Camilo lembra que ao chegar em Florianópolis, ele era visto como a peça que faltava para compor o meio de campo ao lado do camisa 10, Cleber Santana. De fato, com o entrosamento, o Leão começou a produzir mais e passou a ser um dos times da Série B que mais finalizava a gol, isso por causa do bom trabalho de criação dos dois jogadores. O crescimento da equipe só não ocorreu também na tabela, porque as oportunidades de gol eram muito desperdiçadas.
— Quando eu cheguei, diziam que seria um casamento perfeito, eu com o Cleber. De repente pode ter um divórcio, uma separação. Mas o Maria tem que saber que ele tem jogadores de qualidade, que estão voltando de lesão e vamos com tudo.

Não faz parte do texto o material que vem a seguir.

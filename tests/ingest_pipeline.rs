//! Pasted-file ingestion feeding the threshold tuner.

use sampling_oracle::{scan_delimited, ScanWarning, ThresholdTuner};

/// A scores CSV flows from raw text to a threshold report.
#[test]
fn csv_to_threshold_report() {
    let text = "\
name,score
alpha,56
beta,61
gamma,63
delta,65
epsilon,92
";
    let scan = scan_delimited(text).expect("numeric column expected");
    assert_eq!(scan.status(), "Loaded 5 values from column 2");

    let report = ThresholdTuner::new()
        .values(scan.best_values())
        .percentile(50.0)
        .analyze();
    assert_eq!(report.samples, 5);
    assert_eq!(report.threshold, Some(63.0));
}

/// Tab-separated exports work without any configuration.
#[test]
fn tsv_to_threshold_report() {
    let text = "ts\tlatency_ms\n1\t12.5\n2\t14.0\n3\t11.0\n4\t90.0";
    let scan = scan_delimited(text).expect("numeric column expected");
    // Two numeric columns of equal length: the first one wins.
    assert_eq!(scan.best, 0);
    assert_eq!(scan.columns.len(), 2);
    assert_eq!(scan.columns[1], vec![12.5, 14.0, 11.0, 90.0]);
}

/// Prose falls back to bare literal extraction.
#[test]
fn prose_fallback() {
    let text = "latencies today: 12.5ms, 14ms and 11ms (p99 was 90ms)";
    let scan = scan_delimited(text).expect("fallback expected");
    assert!(scan.best_values().len() >= 4);
}

/// Unusable input reports a warning the caller can display.
#[test]
fn unusable_input_warns() {
    let err = scan_delimited("header only\n").unwrap_err();
    assert_eq!(
        err,
        ScanWarning::NoNumericColumn { required: 3 }
    );
    assert!(err.is_critical());
    assert!(!err.description().is_empty());
}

Ele (Cleber Santana) vai fazer muita falta se for mesmo embora, era confiante e passava tranquilidade para a equipe — lembrou Camilo.
A expectativa agora é que, sem Cleber Santana, a responsabilidade sobre Camilo no setor de criação seja maior. O meia espera, entretanto, que possa dar conta do recado e garantiu que, no que depender dele, o Avaí vai brigar até a última rodada pela Série A.
Quando eu cheguei, diziam que seria um casamento perfeito, eu com o Cleber. De repente pode ter um divórcio. "
Camilo
— Eu creio que com a saída do Cleber Sanatana eu tenha uma responsabilidade maior na criação de jogadas. O Avaí vai ter que se impor, chegar mais na frente e fazer gols ara conquistar a torcida. Espero, no que for da minha parte, que eu possa contribuir com o meu melhor, se o Cleber não puder ficar no Avaí — disse o jogador.
Sobre assumir a camisa 10 da Azurra, Camilo preferiu minimizar a situação. O jogador disse que não importa o número das costas, o importante, para ele, é estar em campo para ajudar a equipe na importante missão de voltar à elite do futebol brasileiro.
— Assumir a 10 eu não sei. Depende do Maria. Se trocar só o número, sem problemas. Eu quero é estar em campo e ajudar o Avaí independente de que camisa vestir.
O elenco do Avaí, segundo o meio-campista, continua empenhado no acesso. A saída dos dois jogadres que mais tem se destacado na equipe não chegam a desanimar o grupo. Pelo contrário, aguns chegam a estar mais motivados nos treinamentos, de olho em uma oportunidade na equipe principal do time que, apesar da distância, ainda está de olho no G-4.
Cleber Santana aguarda posição oficial da negociação
(Foto: Savio Hermano / GLOBOESPORTE.COM)
— A equipe está viva. Se a gente conseguir uma sequência de vitórias, a gente vai lá para cima de novo. Temos que fazer a nossa parte. Precisamos aproveitar os jogos em casa para pontuar e chegar lá na frente.
O Avaí enfrenta o Guaratinguetá na sexta-feira às 19h30min, na Ressacada. O Leão é o nono colocado da Série B do Brasileirão, com 37 pontos, nove a menos do que o quarto colocado, São Caetano. O Guará está na zona de rebaixamento, é o 17º, com 25 pontos.